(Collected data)
//! Endpoint continuity check
//!
//! Resolves each endpoint of a drainage line against the co-located
//! features of its own layer. The spatial index supplies candidates by
//! bounding box; every candidate is re-tested with an exact intersection
//! before it counts. The feature itself always intersects its own
//! endpoint, so a genuine network terminus resolves with count 1 and an
//! endpoint continuing into exactly one neighbour resolves with
//! count 2.
//!
//! Elevation agreement between the endpoint and each intersecting
//! geometry is checked along the way; a pair of same-class features
//! meeting at an endpoint that does not drain into any adjacent layer
//! is a continuity break.

use hydrocheck_core::geometry::{self, GeometryZ};
use hydrocheck_core::{Category, ControlConfig, Dataset, Feature, Finding, IndexSet, Layer, Result, Vertex};

use crate::basin::intersects_any_layer;

/// How one endpoint resolved.
#[derive(Debug, Clone, Copy, PartialEq, Eq)]
pub enum EndpointTag {
    /// Two co-located same-class features forming a legitimate pair.
    ClosedPair,
    /// Pair with no adjacent-layer outlet; a finding was emitted.
    ContinuityError,
    /// At most the feature itself intersects here; possible terminus.
    CandidateMaximum,
    /// No classification: more than two intersections, or two whose
    /// attributes do not match.
    None,
}

/// Classification of one endpoint, computed exactly once per feature
/// per run.
#[derive(Debug, Clone, Copy)]
pub struct EndpointOutcome {
    pub count: usize,
    pub elevation: f64,
    pub tag: EndpointTag,
}

/// Both endpoint classifications plus the findings discovered while
/// resolving them, in discovery order.
#[derive(Debug)]
pub struct EndpointResolution {
    pub first: EndpointOutcome,
    pub last: EndpointOutcome,
    pub findings: Vec<Finding>,
}

impl EndpointResolution {
    fn unresolved() -> Self {
        let none = EndpointOutcome {
            count: 0,
            elevation: 0.0,
            tag: EndpointTag::None,
        };
        Self {
            first: none,
            last: none,
            findings: Vec::new(),
        }
    }
}

/// Resolve both endpoints of `feature` against its own layer.
///
/// Features without line endpoints (points, polygons, degenerate
/// lines) resolve as unclassified with zero intersections.
pub fn resolve_endpoints(
    layer: &Layer,
    feature: &Feature,
    dataset: &Dataset,
    indexes: &IndexSet,
    config: &ControlConfig,
) -> Result<EndpointResolution> {
    let Some((first, last)) = feature.geometry.endpoints() else {
        return Ok(EndpointResolution::unresolved());
    };
    let adjacency = config.continuity_for(&layer.name)?;

    let mut findings = Vec::new();
    // One physical break shows up at both endpoint resolutions of the
    // pair; the second report is suppressed.
    let mut already_flagged = false;

    let first = resolve_one(
        layer, feature, &first, dataset, indexes, config, adjacency,
        &mut findings, &mut already_flagged,
    )?;
    let last = resolve_one(
        layer, feature, &last, dataset, indexes, config, adjacency,
        &mut findings, &mut already_flagged,
    )?;

    Ok(EndpointResolution { first, last, findings })
}

#[allow(clippy::too_many_arguments)]
fn resolve_one(
    layer: &Layer,
    feature: &Feature,
    endpoint: &Vertex,
    dataset: &Dataset,
    indexes: &IndexSet,
    config: &ControlConfig,
    adjacency: &[String],
    findings: &mut Vec<Finding>,
    already_flagged: &mut bool,
) -> Result<EndpointOutcome> {
    let point = GeometryZ::Point(*endpoint);
    let Some(bbox) = point.bounding_box() else {
        return Ok(EndpointOutcome {
            count: 0,
            elevation: endpoint.z,
            tag: EndpointTag::None,
        });
    };
    let index = indexes.get(&layer.name)?;

    let mut hits: Vec<&Feature> = Vec::new();
    for id in index.candidates(&bbox) {
        let Some(candidate) = layer.feature(id) else {
            continue;
        };
        if !geometry::intersects(&point, &candidate.geometry) {
            continue;
        }
        hits.push(candidate);
        if let Some(inter) = geometry::intersection(&point, &candidate.geometry) {
            intersection_height_findings(
                &layer.name,
                &feature.id,
                &inter,
                endpoint.z,
                config.surface_tolerance,
                findings,
            );
        }
    }

    let count = hits.len();
    let mut tag = match count {
        0 | 1 => EndpointTag::CandidateMaximum,
        2 => EndpointTag::ClosedPair,
        _ => EndpointTag::None,
    };

    if count == 2 {
        if !same_attributes(hits[0], hits[1]) {
            tag = EndpointTag::None;
        } else if !intersects_any_layer(&layer.name, &point, adjacency, dataset, indexes)? {
            tag = EndpointTag::ContinuityError;
            if !*already_flagged {
                findings.push(Finding::new(&layer.name, &feature.id, Category::ContinuityError));
                *already_flagged = true;
            }
        }
    }

    Ok(EndpointOutcome {
        count,
        elevation: endpoint.z,
        tag,
    })
}

/// The continuity pairing ignores the business key and compares the
/// remaining attributes for equality.
fn same_attributes(a: &Feature, b: &Feature) -> bool {
    a.attributes_excluding_id() == b.attributes_excluding_id()
}

/// Compare the elevation of an intersection geometry against the
/// endpoint elevation. Line and multipoint intersections stop at the
/// first mismatching vertex, so at most one finding is emitted per
/// intersecting candidate.
pub(crate) fn intersection_height_findings(
    layer: &str,
    feature: &str,
    intersection: &GeometryZ,
    elevation: f64,
    tolerance: f64,
    findings: &mut Vec<Finding>,
) {
    match intersection {
        GeometryZ::Point(v) => {
            if (v.z - elevation).abs() >= tolerance {
                findings.push(
                    Finding::new(layer, feature, Category::IntersectionHeightMismatch)
                        .with_elevation(elevation)
                        .with_delta((v.z - elevation).abs())
                        .with_location(v.x, v.y),
                );
            }
        }
        GeometryZ::Line(_) | GeometryZ::MultiLine(_) | GeometryZ::MultiPoint(_) => {
            for v in intersection.vertices() {
                if (v.z - elevation).abs() >= tolerance {
                    findings.push(
                        Finding::new(layer, feature, Category::IntersectionHeightMismatch)
                            .with_elevation(elevation)
                            .with_delta((v.z - elevation).abs())
                            .with_location(v.x, v.y),
                    );
                    break;
                }
            }
        }
        // Point-against-geometry intersections never produce surfaces.
        _ => {}
    }
}

#[cfg(test)]
mod tests {
    use super::*;
    use hydrocheck_core::{AttributeValue, GeometryZ, Vertex};

    fn ditch_attrs() -> Vec<AttributeValue> {
        vec![AttributeValue::String("ditch".into()), AttributeValue::Int(2)]
    }

    fn line(id: &str, vertices: Vec<Vertex>) -> Feature {
        Feature::new(id, GeometryZ::Line(vertices)).with_attributes(ditch_attrs())
    }

    /// A at (0,0,5)-(1,0,4), continuing into B at (1,0,4)-(2,0,3).
    fn paired_dataset(b_z_at_join: f64) -> Dataset {
        let a = line(
            "A",
            vec![Vertex::new(0.0, 0.0, 5.0), Vertex::new(1.0, 0.0, 4.0)],
        );
        let b = line(
            "B",
            vec![Vertex::new(1.0, 0.0, b_z_at_join), Vertex::new(2.0, 0.0, 3.0)],
        );
        Dataset::new(vec![Layer::new("drainage", vec![a, b])])
    }

    fn config() -> ControlConfig {
        ControlConfig::from_json_str(
            r#"{
                "indexed_layers": ["drainage"],
                "flow_layers": ["drainage"],
                "continuity": {"drainage": []}
            }"#,
        )
        .unwrap()
    }

    fn resolve(dataset: &Dataset, config: &ControlConfig, id: &str) -> EndpointResolution {
        let indexes = IndexSet::build(dataset, &config.indexed_layers).unwrap();
        let layer = dataset.layer("drainage").unwrap();
        let feature = layer.feature(id).unwrap();
        resolve_endpoints(layer, feature, dataset, &indexes, config).unwrap()
    }

    #[test]
    fn test_pair_without_outlet_is_a_continuity_error() {
        let dataset = paired_dataset(4.0);
        let res = resolve(&dataset, &config(), "A");

        assert_eq!(res.first.count, 1);
        assert_eq!(res.first.tag, EndpointTag::CandidateMaximum);
        assert_eq!(res.last.count, 2);
        assert_eq!(res.last.tag, EndpointTag::ContinuityError);

        let continuity: Vec<_> = res
            .findings
            .iter()
            .filter(|f| f.category == Category::ContinuityError)
            .collect();
        assert_eq!(continuity.len(), 1);
        assert_eq!(continuity[0].feature, "A");
    }

    #[test]
    fn test_adjacent_layer_intersection_explains_the_break() {
        let mut dataset = paired_dataset(4.0);
        // A lake polygon covering the join point: the flow is consumed
        // there, so no continuity error.
        let lake = Feature::new(
            "L1",
            GeometryZ::Polygon(vec![vec![
                Vertex::new(0.5, -0.5, 4.0),
                Vertex::new(1.5, -0.5, 4.0),
                Vertex::new(1.5, 0.5, 4.0),
                Vertex::new(0.5, 0.5, 4.0),
                Vertex::new(0.5, -0.5, 4.0),
            ]]),
        );
        dataset.layers.push(Layer::new("lakes", vec![lake]));

        let config = ControlConfig::from_json_str(
            r#"{
                "indexed_layers": ["drainage", "lakes"],
                "flow_layers": ["drainage"],
                "continuity": {"drainage": ["lakes"]}
            }"#,
        )
        .unwrap();

        let res = resolve(&dataset, &config, "A");
        assert_eq!(res.last.count, 2);
        assert_eq!(res.last.tag, EndpointTag::ClosedPair);
        assert!(res
            .findings
            .iter()
            .all(|f| f.category != Category::ContinuityError));
    }

    #[test]
    fn test_differing_attributes_do_not_pair() {
        let mut dataset = paired_dataset(4.0);
        dataset.layers[0] = Layer::new(
            "drainage",
            vec![
                line(
                    "A",
                    vec![Vertex::new(0.0, 0.0, 5.0), Vertex::new(1.0, 0.0, 4.0)],
                ),
                Feature::new(
                    "B",
                    GeometryZ::Line(vec![
                        Vertex::new(1.0, 0.0, 4.0),
                        Vertex::new(2.0, 0.0, 3.0),
                    ]),
                )
                .with_attributes(vec![AttributeValue::String("canal".into())]),
            ],
        );

        let res = resolve(&dataset, &config(), "A");
        assert_eq!(res.last.count, 2);
        // A pair in name only: without matching attributes the endpoint
        // stays unclassified.
        assert_eq!(res.last.tag, EndpointTag::None);
        assert!(res.findings.is_empty());
    }

    #[test]
    fn test_intersection_height_mismatch_is_reported() {
        // B's elevation at the join differs from A's endpoint by 0.5.
        let dataset = paired_dataset(4.5);
        let res = resolve(&dataset, &config(), "A");

        let mismatches: Vec<_> = res
            .findings
            .iter()
            .filter(|f| f.category == Category::IntersectionHeightMismatch)
            .collect();
        assert_eq!(mismatches.len(), 1);
        assert_eq!(mismatches[0].elevation, Some(4.0));
        assert_eq!(mismatches[0].delta, Some(0.5));
    }

    #[test]
    fn test_isolated_feature_is_candidate_maximum_on_both_ends() {
        let dataset = Dataset::new(vec![Layer::new(
            "drainage",
            vec![line(
                "A",
                vec![Vertex::new(0.0, 0.0, 5.0), Vertex::new(1.0, 0.0, 4.0)],
            )],
        )]);
        let res = resolve(&dataset, &config(), "A");
        assert_eq!(res.first.count, 1);
        assert_eq!(res.last.count, 1);
        assert_eq!(res.first.tag, EndpointTag::CandidateMaximum);
        assert_eq!(res.last.tag, EndpointTag::CandidateMaximum);
    }

    #[test]
    fn test_point_feature_resolves_unclassified() {
        let dataset = Dataset::new(vec![Layer::new(
            "drainage",
            vec![Feature::new("P", GeometryZ::Point(Vertex::new(0.0, 0.0, 1.0)))],
        )]);
        let res = resolve(&dataset, &config(), "P");
        assert_eq!(res.first.count, 0);
        assert_eq!(res.first.tag, EndpointTag::None);
        assert!(res.findings.is_empty());
    }
}
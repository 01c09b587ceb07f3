//! 3D vector geometry
//!
//! `geo-types` is strictly 2D, while every check in this crate family
//! compares elevations, so geometries carry their own vertex type with a
//! `z` ordinate. Planar predicates (intersects, clipping, bounding
//! rects) are delegated to the `geo` crate on a 2D projection of the
//! geometry; elevation is re-attached by interpolating along the source
//! segments.

use geo::{BooleanOps, Intersects};
use geo_types::{
    Coord, Geometry, GeometryCollection, LineString, MultiLineString, MultiPoint, Point, Polygon,
    Rect,
};
use serde::{Deserialize, Serialize};

/// A single 3D vertex; `z` is the elevation.
#[derive(Debug, Clone, Copy, PartialEq, Serialize, Deserialize)]
#[serde(from = "[f64; 3]", into = "[f64; 3]")]
pub struct Vertex {
    pub x: f64,
    pub y: f64,
    pub z: f64,
}

impl Vertex {
    pub fn new(x: f64, y: f64, z: f64) -> Self {
        Self { x, y, z }
    }

    fn coord(&self) -> Coord<f64> {
        Coord {
            x: self.x,
            y: self.y,
        }
    }
}

impl From<[f64; 3]> for Vertex {
    fn from(v: [f64; 3]) -> Self {
        Self::new(v[0], v[1], v[2])
    }
}

impl From<Vertex> for [f64; 3] {
    fn from(v: Vertex) -> Self {
        [v.x, v.y, v.z]
    }
}

/// 3D geometry with a discriminated type tag.
///
/// Lines and polygons are stored as vertex sequences; polygon rings are
/// listed exterior first. The enum mirrors the geometry kinds the
/// validators have to distinguish when classifying intersections.
#[derive(Debug, Clone, PartialEq, Serialize, Deserialize)]
pub enum GeometryZ {
    Point(Vertex),
    MultiPoint(Vec<Vertex>),
    Line(Vec<Vertex>),
    MultiLine(Vec<Vec<Vertex>>),
    Polygon(Vec<Vec<Vertex>>),
    Collection(Vec<GeometryZ>),
}

impl GeometryZ {
    /// Human-readable tag, used in diagnostic findings.
    pub fn type_name(&self) -> &'static str {
        match self {
            GeometryZ::Point(_) => "point",
            GeometryZ::MultiPoint(_) => "multipoint",
            GeometryZ::Line(_) => "line",
            GeometryZ::MultiLine(_) => "multiline",
            GeometryZ::Polygon(_) => "polygon",
            GeometryZ::Collection(_) => "collection",
        }
    }

    /// Ordered pass over every vertex. Each call restarts from the
    /// first vertex.
    pub fn vertices(&self) -> Box<dyn Iterator<Item = &Vertex> + '_> {
        match self {
            GeometryZ::Point(v) => Box::new(std::iter::once(v)),
            GeometryZ::MultiPoint(vs) | GeometryZ::Line(vs) => Box::new(vs.iter()),
            GeometryZ::MultiLine(parts) | GeometryZ::Polygon(parts) => {
                Box::new(parts.iter().flatten())
            }
            GeometryZ::Collection(gs) => Box::new(gs.iter().flat_map(|g| g.vertices())),
        }
    }

    /// First and last vertex of a line geometry.
    ///
    /// `None` for non-line geometries and for degenerate lines with
    /// fewer than two vertices.
    pub fn endpoints(&self) -> Option<(Vertex, Vertex)> {
        match self {
            GeometryZ::Line(vs) if vs.len() >= 2 => Some((vs[0], vs[vs.len() - 1])),
            GeometryZ::MultiLine(parts) => {
                let first = parts.first()?.first()?;
                let last = parts.last()?.last()?;
                if parts.iter().map(|p| p.len()).sum::<usize>() >= 2 {
                    Some((*first, *last))
                } else {
                    None
                }
            }
            _ => None,
        }
    }

    /// Axis-aligned bounding box, degenerate for points.
    pub fn bounding_box(&self) -> Option<Rect<f64>> {
        let mut vertices = self.vertices();
        let first = vertices.next()?;
        let (mut min_x, mut min_y) = (first.x, first.y);
        let (mut max_x, mut max_y) = (first.x, first.y);
        for v in vertices {
            min_x = min_x.min(v.x);
            min_y = min_y.min(v.y);
            max_x = max_x.max(v.x);
            max_y = max_y.max(v.y);
        }
        Some(Rect::new(
            Coord { x: min_x, y: min_y },
            Coord { x: max_x, y: max_y },
        ))
    }

    /// 2D projection for planar predicates.
    pub fn to_geo(&self) -> Geometry<f64> {
        match self {
            GeometryZ::Point(v) => Geometry::Point(Point::from(v.coord())),
            GeometryZ::MultiPoint(vs) => Geometry::MultiPoint(MultiPoint(
                vs.iter().map(|v| Point::from(v.coord())).collect(),
            )),
            GeometryZ::Line(vs) => Geometry::LineString(line_string(vs)),
            GeometryZ::MultiLine(parts) => Geometry::MultiLineString(MultiLineString(
                parts.iter().map(|p| line_string(p)).collect(),
            )),
            GeometryZ::Polygon(rings) => Geometry::Polygon(polygon(rings)),
            GeometryZ::Collection(gs) => Geometry::GeometryCollection(GeometryCollection(
                gs.iter().map(|g| g.to_geo()).collect(),
            )),
        }
    }

    /// Elevation at the point of the geometry closest to `(x, y)`.
    ///
    /// Along segments the elevation is interpolated linearly. `None`
    /// only for empty geometries.
    pub fn elevation_at(&self, x: f64, y: f64) -> Option<f64> {
        let mut best: Option<(f64, f64)> = None;
        self.closest_z(x, y, &mut best);
        best.map(|(_, z)| z)
    }

    fn closest_z(&self, x: f64, y: f64, best: &mut Option<(f64, f64)>) {
        match self {
            GeometryZ::Point(v) => {
                let (dx, dy) = (v.x - x, v.y - y);
                offer(best, dx * dx + dy * dy, v.z);
            }
            GeometryZ::MultiPoint(vs) => {
                for v in vs {
                    let (dx, dy) = (v.x - x, v.y - y);
                    offer(best, dx * dx + dy * dy, v.z);
                }
            }
            GeometryZ::Line(vs) => {
                offer_segments(vs, x, y, best);
            }
            GeometryZ::MultiLine(parts) | GeometryZ::Polygon(parts) => {
                for part in parts {
                    offer_segments(part, x, y, best);
                }
            }
            GeometryZ::Collection(gs) => {
                for g in gs {
                    g.closest_z(x, y, best);
                }
            }
        }
    }
}

fn offer(best: &mut Option<(f64, f64)>, dist_sq: f64, z: f64) {
    if best.map_or(true, |(d, _)| dist_sq < d) {
        *best = Some((dist_sq, z));
    }
}

fn line_string(vs: &[Vertex]) -> LineString<f64> {
    LineString(vs.iter().map(|v| v.coord()).collect())
}

fn polygon(rings: &[Vec<Vertex>]) -> Polygon<f64> {
    let exterior = rings
        .first()
        .map(|r| line_string(r))
        .unwrap_or_else(|| LineString(Vec::new()));
    let interiors = rings.iter().skip(1).map(|r| line_string(r)).collect();
    Polygon::new(exterior, interiors)
}

fn offer_segments(vs: &[Vertex], x: f64, y: f64, best: &mut Option<(f64, f64)>) {
    if vs.len() == 1 {
        let (dx, dy) = (vs[0].x - x, vs[0].y - y);
        offer(best, dx * dx + dy * dy, vs[0].z);
        return;
    }
    for pair in vs.windows(2) {
        let (dist_sq, z) = closest_on_segment(&pair[0], &pair[1], x, y);
        offer(best, dist_sq, z);
    }
}

/// Squared distance to and interpolated elevation at the closest point
/// of segment `a`-`b`.
fn closest_on_segment(a: &Vertex, b: &Vertex, x: f64, y: f64) -> (f64, f64) {
    let dx = b.x - a.x;
    let dy = b.y - a.y;
    let len_sq = dx * dx + dy * dy;
    let t = if len_sq == 0.0 {
        0.0
    } else {
        (((x - a.x) * dx + (y - a.y) * dy) / len_sq).clamp(0.0, 1.0)
    };
    let px = a.x + t * dx;
    let py = a.y + t * dy;
    let (ex, ey) = (px - x, py - y);
    (ex * ex + ey * ey, a.z + t * (b.z - a.z))
}

/// Exact planar intersection test.
pub fn intersects(a: &GeometryZ, b: &GeometryZ) -> bool {
    a.to_geo().intersects(&b.to_geo())
}

/// Planar intersection of `a` and `b` with elevations re-attached from
/// `b`. Returns `None` when the geometries do not intersect.
///
/// Only the combinations the validators consume are computed precisely:
/// point against anything, and polygon against point, multipoint, line
/// and multiline. Any other pairing falls back to returning `b` itself
/// so callers still see a type tag to report.
pub fn intersection(a: &GeometryZ, b: &GeometryZ) -> Option<GeometryZ> {
    if !intersects(a, b) {
        return None;
    }
    match (a, b) {
        (GeometryZ::Point(p), _) => {
            let z = b.elevation_at(p.x, p.y).unwrap_or(p.z);
            Some(GeometryZ::Point(Vertex::new(p.x, p.y, z)))
        }
        (_, GeometryZ::Point(p)) => Some(GeometryZ::Point(*p)),
        (GeometryZ::Polygon(rings), GeometryZ::Line(vs)) => {
            Some(clip_lines(rings, std::slice::from_ref(vs), b))
        }
        (GeometryZ::Polygon(rings), GeometryZ::MultiLine(parts)) => {
            Some(clip_lines(rings, parts, b))
        }
        (GeometryZ::Polygon(_), GeometryZ::MultiPoint(vs)) => {
            let poly = a.to_geo();
            let inside: Vec<Vertex> = vs
                .iter()
                .filter(|v| poly.intersects(&Point::from(v.coord())))
                .copied()
                .collect();
            Some(GeometryZ::MultiPoint(inside))
        }
        _ => Some(b.clone()),
    }
}

/// Clip line parts with a polygon and restore elevations from the
/// source line.
fn clip_lines(rings: &[Vec<Vertex>], parts: &[Vec<Vertex>], source: &GeometryZ) -> GeometryZ {
    let poly = polygon(rings);
    let mls = MultiLineString(parts.iter().map(|p| line_string(p)).collect());
    let clipped = poly.clip(&mls, false);
    let with_z: Vec<Vec<Vertex>> = clipped
        .0
        .iter()
        .map(|ls| {
            ls.0.iter()
                .map(|c| {
                    let z = source.elevation_at(c.x, c.y).unwrap_or(f64::NAN);
                    Vertex::new(c.x, c.y, z)
                })
                .collect()
        })
        .collect();
    GeometryZ::MultiLine(with_z)
}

TASK BRIEF →
Filter the data down to the lines that contain the string "exterior", and copy them.

ANSWER SECTION →
/// listed exterior first. The enum mirrors the geometry kinds the
    let exterior = rings
    Polygon::new(exterior, interiors)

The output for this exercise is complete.